[Stored items]
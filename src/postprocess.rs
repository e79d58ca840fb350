//! Local transforms applied once to a fully combined sketch result.
//!
//! A sketch's value type must stay a monoid so it can be merged through the tree. What the caller
//! wants to see often is not: a quantile read from a sample, a histogram with calibrated noise, a
//! histogram paired with its CDF. [`PostProcessed`] keeps the two apart. The distributed pass
//! combines `T`, and only the final root value goes through [`PostProcess::apply`], exactly once.
//!
//! ```
//! use ironsketch::{PartitionedDataset, Runner};
//! use ironsketch::ops::sketch_fn;
//! use ironsketch::postprocess::{PostProcessed, post_fn};
//! use ironsketch::sketches::CountMonoid;
//!
//! let ds = PartitionedDataset::from_leaves(vec![vec![1, 2, 3], vec![4, 5]], 2)?;
//! let rows = sketch_fn(CountMonoid, |s: &Vec<i32>| Ok(s.len() as u64));
//! let described = PostProcessed::new(rows, post_fn(|n: u64| format!("{n} rows")));
//! assert_eq!(Runner::sequential().run_complete(&ds, described)?, "5 rows");
//! # Ok::<_, ironsketch::SketchError>(())
//! ```

use crate::dataset::PartitionedDataset;
use crate::error::Result;
use crate::monoid::Monoid;
use crate::ops::{ConcurrentSketch, Sketch};
use crate::runner::Runner;
use std::marker::PhantomData;
use tracing::debug;

/// One-shot transform of a combined value.
pub trait PostProcess<T>: Send + Sync {
    type Output;

    fn apply(&self, value: T) -> Self::Output;
}

/// [`PostProcess`] backed by a closure; see [`post_fn`].
pub struct PostFn<T, O, F>(F, PhantomData<fn(T) -> O>);

pub fn post_fn<T, O, F>(f: F) -> PostFn<T, O, F>
where
    F: Fn(T) -> O + Send + Sync,
{
    PostFn(f, PhantomData)
}

impl<T, O, F> PostProcess<T> for PostFn<T, O, F>
where
    F: Fn(T) -> O + Send + Sync,
{
    type Output = O;

    fn apply(&self, value: T) -> O {
        (self.0)(value)
    }
}

/// A sketch that can be run to a final, caller-facing result.
pub trait CompleteSketch<S> {
    type Output;

    /// Run the distributed pass on `runner` and finish locally.
    ///
    /// # Errors
    /// Leaf failures or cancellation from the underlying sketch.
    fn run_complete(self, runner: &Runner, dataset: &PartitionedDataset<S>)
    -> Result<Self::Output>;
}

/// A sketch paired with the transform applied to its root value.
pub struct PostProcessed<K, P> {
    sketch: K,
    post: P,
}

impl<K, P> PostProcessed<K, P> {
    pub const fn new(sketch: K, post: P) -> Self {
        Self { sketch, post }
    }

    pub const fn sketch(&self) -> &K {
        &self.sketch
    }

    /// Apply the transform to a value that was already combined elsewhere, e.g. the last item
    /// of a stream the caller consumed directly.
    pub fn finish(&self, value: K::Item) -> P::Output
    where
        K: Monoid,
        P: PostProcess<K::Item>,
    {
        self.post.apply(value)
    }
}

impl<S, K, P> CompleteSketch<S> for PostProcessed<K, P>
where
    S: Send + Sync + 'static,
    K: Sketch<S>,
    P: PostProcess<K::Item>,
{
    type Output = P::Output;

    fn run_complete(self, runner: &Runner, dataset: &PartitionedDataset<S>) -> Result<P::Output> {
        let Self { sketch, post } = self;
        let value = runner.run_sketch(dataset, sketch)?;
        debug!("post-processing combined result");
        Ok(post.apply(value))
    }
}

/// Two sketches sharing one distributed pass, post-processed jointly.
///
/// ```
/// use ironsketch::{PartitionedDataset, Runner};
/// use ironsketch::ops::{ConcurrentSketch, sketch_fn};
/// use ironsketch::postprocess::{ConcurrentPostProcessed, post_fn};
/// use ironsketch::sketches::{CountMonoid, SumMonoid};
///
/// let ds = PartitionedDataset::from_leaves(vec![vec![1.0, 2.0], vec![6.0]], 2)?;
/// let both = ConcurrentSketch::new(
///     sketch_fn(CountMonoid, |s: &Vec<f64>| Ok(s.len() as u64)),
///     sketch_fn(SumMonoid, |s: &Vec<f64>| Ok(s.iter().sum::<f64>())),
/// );
/// let mean = ConcurrentPostProcessed::new(both, post_fn(|(n, sum): (u64, f64)| sum / n as f64));
/// assert_eq!(Runner::sequential().run_complete(&ds, mean)?, 3.0);
/// # Ok::<_, ironsketch::SketchError>(())
/// ```
pub struct ConcurrentPostProcessed<A, B, P> {
    inner: PostProcessed<ConcurrentSketch<A, B>, P>,
}

impl<A, B, P> ConcurrentPostProcessed<A, B, P> {
    pub const fn new(sketch: ConcurrentSketch<A, B>, post: P) -> Self {
        Self {
            inner: PostProcessed::new(sketch, post),
        }
    }

    pub const fn sketch(&self) -> &ConcurrentSketch<A, B> {
        self.inner.sketch()
    }
}

impl<S, A, B, P> CompleteSketch<S> for ConcurrentPostProcessed<A, B, P>
where
    S: Send + Sync + 'static,
    A: Sketch<S>,
    B: Sketch<S>,
    P: PostProcess<(A::Item, B::Item)>,
{
    type Output = P::Output;

    fn run_complete(self, runner: &Runner, dataset: &PartitionedDataset<S>) -> Result<P::Output> {
        self.inner.run_complete(runner, dataset)
    }
}
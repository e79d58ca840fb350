//! Tree-shaped handle over partitioned data.
//!
//! A [`PartitionedDataset`] is either a **leaf** holding one in-process shard, or an internal
//! node whose logical content is the left-to-right concatenation of its children. Handles are
//! immutable and cheap to clone (`Arc` inside), so any number of concurrent requests can share
//! one dataset; `map` and `sketch` always produce new handles or results.
//!
//! Leaves carry a **weight** (defaults to 1) that the runner uses to report progress by data
//! volume rather than by leaf count.
//!
//! ```
//! use ironsketch::PartitionedDataset;
//!
//! let ds = PartitionedDataset::from_leaves(vec![vec![1, 2], vec![3], vec![4, 5, 6]], 2)?;
//! assert_eq!(ds.leaf_count(), 3);
//! assert_eq!(ds.depth(), 3);
//! # Ok::<_, ironsketch::SketchError>(())
//! ```

use crate::error::{Result, SketchError};
use serde::{Deserialize, Serialize};
use std::fmt::{Display, Formatter};
use std::sync::Arc;

/// Position of a node in a dataset tree: child indices from the root.
#[derive(Clone, Debug, Default, PartialEq, Eq, Hash, PartialOrd, Ord, Serialize, Deserialize)]
pub struct NodePath(Vec<usize>);

impl NodePath {
    #[must_use]
    pub const fn root() -> Self {
        Self(Vec::new())
    }

    #[must_use]
    pub fn child(&self, index: usize) -> Self {
        let mut v = self.0.clone();
        v.push(index);
        Self(v)
    }

    #[must_use]
    pub fn indices(&self) -> &[usize] {
        &self.0
    }

    #[must_use]
    pub fn depth(&self) -> usize {
        self.0.len()
    }
}

impl From<Vec<usize>> for NodePath {
    fn from(v: Vec<usize>) -> Self {
        Self(v)
    }
}

impl Display for NodePath {
    fn fmt(&self, f: &mut Formatter<'_>) -> std::fmt::Result {
        if self.0.is_empty() {
            return write!(f, "/");
        }
        for i in &self.0 {
            write!(f, "/{i}")?;
        }
        Ok(())
    }
}

enum DatasetNode<S> {
    Leaf { shard: S, weight: u64 },
    Parallel(Vec<PartitionedDataset<S>>),
}

/// Immutable tree of shards. See the [module docs](self).
pub struct PartitionedDataset<S> {
    node: Arc<DatasetNode<S>>,
}

impl<S> Clone for PartitionedDataset<S> {
    fn clone(&self) -> Self {
        Self {
            node: Arc::clone(&self.node),
        }
    }
}

impl<S> std::fmt::Debug for PartitionedDataset<S> {
    fn fmt(&self, f: &mut Formatter<'_>) -> std::fmt::Result {
        match self.node.as_ref() {
            DatasetNode::Leaf { weight, .. } => write!(f, "Leaf(weight={weight})"),
            DatasetNode::Parallel(children) => f.debug_list().entries(children).finish(),
        }
    }
}

impl<S> PartitionedDataset<S> {
    /// A single-shard dataset with weight 1.
    pub fn leaf(shard: S) -> Self {
        Self::leaf_weighted(shard, 1)
    }

    /// A single-shard dataset whose share of the total work is `weight` (at least 1).
    pub fn leaf_weighted(shard: S, weight: u64) -> Self {
        Self {
            node: Arc::new(DatasetNode::Leaf {
                shard,
                weight: weight.max(1),
            }),
        }
    }

    /// Concatenation of `children`, in order.
    pub fn parallel(children: Vec<Self>) -> Self {
        Self {
            node: Arc::new(DatasetNode::Parallel(children)),
        }
    }

    /// Build a balanced tree with at most `fanout` children per internal node.
    ///
    /// # Errors
    /// [`SketchError::InvalidConfig`] when `fanout < 2`.
    pub fn from_leaves(shards: Vec<S>, fanout: usize) -> Result<Self> {
        Self::from_weighted_leaves(shards.into_iter().map(|s| (s, 1)).collect(), fanout)
    }

    /// Like [`from_leaves`](Self::from_leaves), with an explicit weight per shard.
    ///
    /// # Errors
    /// [`SketchError::InvalidConfig`] when `fanout < 2`.
    pub fn from_weighted_leaves(shards: Vec<(S, u64)>, fanout: usize) -> Result<Self> {
        if fanout < 2 {
            return Err(SketchError::invalid(format!(
                "dataset fanout must be at least 2, got {fanout}"
            )));
        }
        let mut level: Vec<Self> = shards
            .into_iter()
            .map(|(s, w)| Self::leaf_weighted(s, w))
            .collect();
        if level.len() == 1 {
            return Ok(level.remove(0));
        }
        while level.len() > fanout {
            let mut next = Vec::with_capacity(level.len().div_ceil(fanout));
            let mut it = level.into_iter().peekable();
            while it.peek().is_some() {
                next.push(Self::parallel(it.by_ref().take(fanout).collect()));
            }
            level = next;
        }
        Ok(Self::parallel(level))
    }

    #[must_use]
    pub fn is_leaf(&self) -> bool {
        matches!(self.node.as_ref(), DatasetNode::Leaf { .. })
    }

    /// The shard, when this handle is a leaf.
    #[must_use]
    pub fn shard(&self) -> Option<&S> {
        match self.node.as_ref() {
            DatasetNode::Leaf { shard, .. } => Some(shard),
            DatasetNode::Parallel(_) => None,
        }
    }

    /// Children of an internal node; empty for a leaf.
    #[must_use]
    pub fn children(&self) -> &[Self] {
        match self.node.as_ref() {
            DatasetNode::Leaf { .. } => &[],
            DatasetNode::Parallel(c) => c,
        }
    }

    /// Leaf weight, or the sum of the leaf weights below an internal node.
    #[must_use]
    pub fn weight(&self) -> u64 {
        match self.node.as_ref() {
            DatasetNode::Leaf { weight, .. } => *weight,
            DatasetNode::Parallel(c) => c.iter().map(Self::weight).sum(),
        }
    }

    #[must_use]
    pub fn leaf_count(&self) -> usize {
        match self.node.as_ref() {
            DatasetNode::Leaf { .. } => 1,
            DatasetNode::Parallel(c) => c.iter().map(Self::leaf_count).sum(),
        }
    }

    /// Number of levels; a single leaf has depth 1.
    #[must_use]
    pub fn depth(&self) -> usize {
        match self.node.as_ref() {
            DatasetNode::Leaf { .. } => 1,
            DatasetNode::Parallel(c) => 1 + c.iter().map(Self::depth).max().unwrap_or(0),
        }
    }

    /// Leaf handles in left-to-right order, with their paths.
    #[must_use]
    pub fn leaves(&self) -> Vec<(NodePath, Self)> {
        let mut out = Vec::new();
        self.collect_leaves(NodePath::root(), &mut out);
        out
    }

    fn collect_leaves(&self, path: NodePath, out: &mut Vec<(NodePath, Self)>) {
        match self.node.as_ref() {
            DatasetNode::Leaf { .. } => out.push((path, self.clone())),
            DatasetNode::Parallel(children) => {
                for (i, c) in children.iter().enumerate() {
                    c.collect_leaves(path.child(i), out);
                }
            }
        }
    }

    /// The subtree at `path`, e.g. to retry a failed leaf.
    #[must_use]
    pub fn subtree(&self, path: &NodePath) -> Option<Self> {
        let mut cur = self;
        for &i in path.indices() {
            cur = cur.children().get(i)?;
        }
        Some(cur.clone())
    }

    /// Rebuild a dataset with this tree's shape, taking leaves (and their weights) from
    /// `leaves` in left-to-right order.
    pub(crate) fn rebuild<O, I>(&self, leaves: &mut I) -> PartitionedDataset<O>
    where
        I: Iterator<Item = O>,
    {
        match self.node.as_ref() {
            DatasetNode::Leaf { weight, .. } => match leaves.next() {
                Some(shard) => PartitionedDataset::leaf_weighted(shard, *weight),
                None => PartitionedDataset::parallel(Vec::new()),
            },
            DatasetNode::Parallel(children) => PartitionedDataset::parallel(
                children.iter().map(|c| c.rebuild(leaves)).collect(),
            ),
        }
    }
}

**Work item**. Read the data above. Pull out each line in which the string "whose" appears.

**Output of the exercise**.
//! node whose logical content is the left-to-right concatenation of its children. Handles are
    /// A single-shard dataset whose share of the total work is `weight` (at least 1).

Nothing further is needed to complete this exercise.